> **Assignment**
Word for word, transcribe the lines from the one containing "write_sample(&path);" through the end of the entries, both included, and nothing else.
(Beginning of Records shown)
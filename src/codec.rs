//
// codec.rs
// Dicom-Anonymizer-rs
//
// Reads and writes DICOM Part 10 files behind a narrow trait so the batch layer can be driven by test doubles.
//
// Thales Matheus Mendonça Santos - November 2025

use std::borrow::Cow;
use std::io::ErrorKind;
use std::path::{Path, PathBuf};

use dicom::dictionary_std::{tags, StandardDataDictionary};
use dicom::object::file::ReadPreamble;
use dicom::object::{
    meta, DefaultDicomObject, FileDicomObject, FileMetaTableBuilder, OpenFileOptions, ReadError,
};
use thiserror::Error;

use crate::dicom_access::{ElementAccess, SOP_INSTANCE_UID};

#[derive(Debug, Error)]
pub enum CodecError {
    /// The file does not have the structure of a DICOM file. Recoverable per file.
    #[error("{} is not a DICOM file: {reason}", path.display())]
    NotDicom { path: PathBuf, reason: String },

    /// The file starts like DICOM but its content could not be decoded.
    #[error("Could not parse DICOM file {}: {reason}", path.display())]
    Parse { path: PathBuf, reason: String },

    #[error("Could not read {}", path.display())]
    Io {
        path: PathBuf,
        #[source]
        source: std::io::Error,
    },

    #[error("Could not write {}: {reason}", path.display())]
    Write { path: PathBuf, reason: String },
}

/// Capability set of a container codec.
pub trait Codec {
    type Dataset: ElementAccess;

    /// Parse `path`. With `strict` unset the 128-byte preamble is optional.
    fn read(&self, path: &Path, strict: bool) -> Result<Self::Dataset, CodecError>;

    /// Persist `dataset` to `path`. When `preserve_layout` is unset the file is
    /// serialized from scratch instead of mirroring the original encoding.
    fn write(
        &self,
        path: &Path,
        dataset: &Self::Dataset,
        preserve_layout: bool,
    ) -> Result<(), CodecError>;
}

/// Codec backed by the `dicom` crate family.
#[derive(Debug, Default, Clone, Copy)]
pub struct DicomCodec;

impl Codec for DicomCodec {
    type Dataset = DefaultDicomObject;

    fn read(&self, path: &Path, strict: bool) -> Result<DefaultDicomObject, CodecError> {
        let preamble = if strict {
            ReadPreamble::Always
        } else {
            ReadPreamble::Auto
        };

        OpenFileOptions::new()
            .read_preamble(preamble)
            .open_file(path)
            .map_err(|err| classify_read_error(path, err))
    }

    fn write(
        &self,
        path: &Path,
        dataset: &DefaultDicomObject,
        preserve_layout: bool,
    ) -> Result<(), CodecError> {
        let write_err = |reason: String| CodecError::Write {
            path: path.to_path_buf(),
            reason,
        };

        if preserve_layout {
            return dataset
                .write_to_file(path)
                .map_err(|e| write_err(e.to_string()));
        }

        let fresh = rebuild_with_fresh_meta(dataset).map_err(write_err)?;
        fresh
            .write_to_file(path)
            .map_err(|e| write_err(e.to_string()))
    }
}

/// Only a missing `DICM` marker, or a file too short to hold one, means "not
/// DICOM". Damaged DICOM content and I/O failures are reported as such.
fn classify_read_error(path: &Path, err: ReadError) -> CodecError {
    let path = path.to_path_buf();
    match err {
        ReadError::OpenFile { source, .. } => CodecError::Io { path, source },
        // Preamble detection and skipping are the only reads that raise ReadFile.
        ReadError::ReadFile { source, .. } | ReadError::ReadPreambleBytes { source, .. }
            if source.kind() == ErrorKind::UnexpectedEof =>
        {
            CodecError::NotDicom {
                path,
                reason: source.to_string(),
            }
        }
        ReadError::ReadFile { source, .. } | ReadError::ReadPreambleBytes { source, .. } => {
            CodecError::Io { path, source }
        }
        ReadError::ParseMetaDataSet {
            source: source @ (meta::Error::NotDicom { .. } | meta::Error::ReadMagicCode { .. }),
            ..
        } => CodecError::NotDicom {
            path,
            reason: source.to_string(),
        },
        other => CodecError::Parse {
            path,
            reason: other.to_string(),
        },
    }
}

/// Regenerate the file meta group so it agrees with the (possibly rewritten)
/// SOP attributes of the dataset.
fn rebuild_with_fresh_meta(dataset: &DefaultDicomObject) -> Result<DefaultDicomObject, String> {
    let file_meta_in = dataset.meta();

    let sop_class_uid = dataset
        .element_str(tags::SOP_CLASS_UID)
        .map(Cow::Owned)
        .unwrap_or(Cow::Borrowed(file_meta_in.media_storage_sop_class_uid()));
    let sop_instance_uid = dataset
        .element_str(SOP_INSTANCE_UID)
        .map(Cow::Owned)
        .unwrap_or(Cow::Borrowed(file_meta_in.media_storage_sop_instance_uid()));

    let file_meta = FileMetaTableBuilder::new()
        .transfer_syntax(file_meta_in.transfer_syntax())
        .media_storage_sop_class_uid(sop_class_uid.as_ref())
        .media_storage_sop_instance_uid(sop_instance_uid.as_ref())
        .build()
        .map_err(|e| e.to_string())?;

    let mut file_obj =
        FileDicomObject::new_empty_with_dict_and_meta(StandardDataDictionary, file_meta);
    for elem in dataset.clone().into_inner() {
        file_obj.put(elem);
    }
    Ok(file_obj)
}

#[cfg(test)]
mod tests {
    use super::*;
    use dicom::core::{DataElement, PrimitiveValue, VR};
    use dicom::object::InMemDicomObject;
    use dicom::transfer_syntax::entries::EXPLICIT_VR_LITTLE_ENDIAN;
    use std::fs;
    use tempfile::tempdir;

    fn write_sample(path: &Path) {
        let mut obj = InMemDicomObject::new_empty_with_dict(StandardDataDictionary);
        obj.put(DataElement::new(
            tags::PATIENT_ID,
            VR::LO,
            PrimitiveValue::from("MRN-SECRET"),
        ));
        obj.put(DataElement::new(
            tags::SOP_INSTANCE_UID,
            VR::UI,
            PrimitiveValue::from("1.2.826.0.1.3680043.2.1125.1"),
        ));
        obj.put(DataElement::new(
            tags::PIXEL_DATA,
            VR::OB,
            PrimitiveValue::from(vec![0_u8; 64]),
        ));

        let meta = FileMetaTableBuilder::new()
            .transfer_syntax(EXPLICIT_VR_LITTLE_ENDIAN.uid())
            .media_storage_sop_class_uid("1.2.840.10008.5.1.4.1.1.7")
            .media_storage_sop_instance_uid("1.2.826.0.1.3680043.2.1125.1")
            .build()
            .expect("meta");
        let mut file_obj =
            FileDicomObject::new_empty_with_dict_and_meta(StandardDataDictionary, meta);
        for elem in obj {
            file_obj.put(elem);
        }
        file_obj.write_to_file(path).expect("write sample");
    }

    #[test]
    fn plain_text_is_reported_as_not_dicom() {
        let dir = tempdir().expect("tempdir");
        let path = dir.path().join("notes.txt");
        fs::write(&path, "definitely not a medical image").expect("write");

        let err = DicomCodec.read(&path, false).unwrap_err();
        assert!(matches!(err, CodecError::NotDicom { .. }), "{err:?}");
    }

    #[test]
    fn empty_file_is_reported_as_not_dicom() {
        let dir = tempdir().expect("tempdir");
        let path = dir.path().join("empty.dcm");
        fs::write(&path, b"").expect("write");

        let err = DicomCodec.read(&path, false).unwrap_err();
        assert!(matches!(err, CodecError::NotDicom { .. }), "{err:?}");
    }

    #[test]
    fn missing_file_is_an_io_error() {
        let dir = tempdir().expect("tempdir");
        let err = DicomCodec
            .read(&dir.path().join("gone.dcm"), false)
            .unwrap_err();
        assert!(matches!(err, CodecError::Io { .. }), "{err:?}");
    }

    #[test]
    fn large_file_without_marker_is_not_dicom() {
        let dir = tempdir().expect("tempdir");
        let path = dir.path().join("photo.jpg");
        fs::write(&path, vec![0xAB_u8; 4096]).expect("write");

        let err = DicomCodec.read(&path, false).unwrap_err();
        assert!(matches!(err, CodecError::NotDicom { .. }), "{err:?}");
    }

    #[test]
    fn truncated_dicom_is_a_parse_error() {
        let dir = tempdir().expect("tempdir");
        let path = dir.path().join("cut.dcm");
        write_sample(&path);
        DicomCodec.read(&path, false).expect("intact file reads");

        let bytes = fs::read(&path).expect("read back");
        fs::write(&path, &bytes[..bytes.len() - 40]).expect("truncate");

        let err = DicomCodec.read(&path, false).unwrap_err();
        assert!(matches!(err, CodecError::Parse { .. }), "{err:?}");
    }
}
(End of Records shown)
> **Response**
        write_sample(&path);
        DicomCodec.read(&path, false).expect("intact file reads");

        let bytes = fs::read(&path).expect("read back");
        fs::write(&path, &bytes[..bytes.len() - 40]).expect("truncate");

        let err = DicomCodec.read(&path, false).unwrap_err();
        assert!(matches!(err, CodecError::Parse { .. }), "{err:?}");
    }
}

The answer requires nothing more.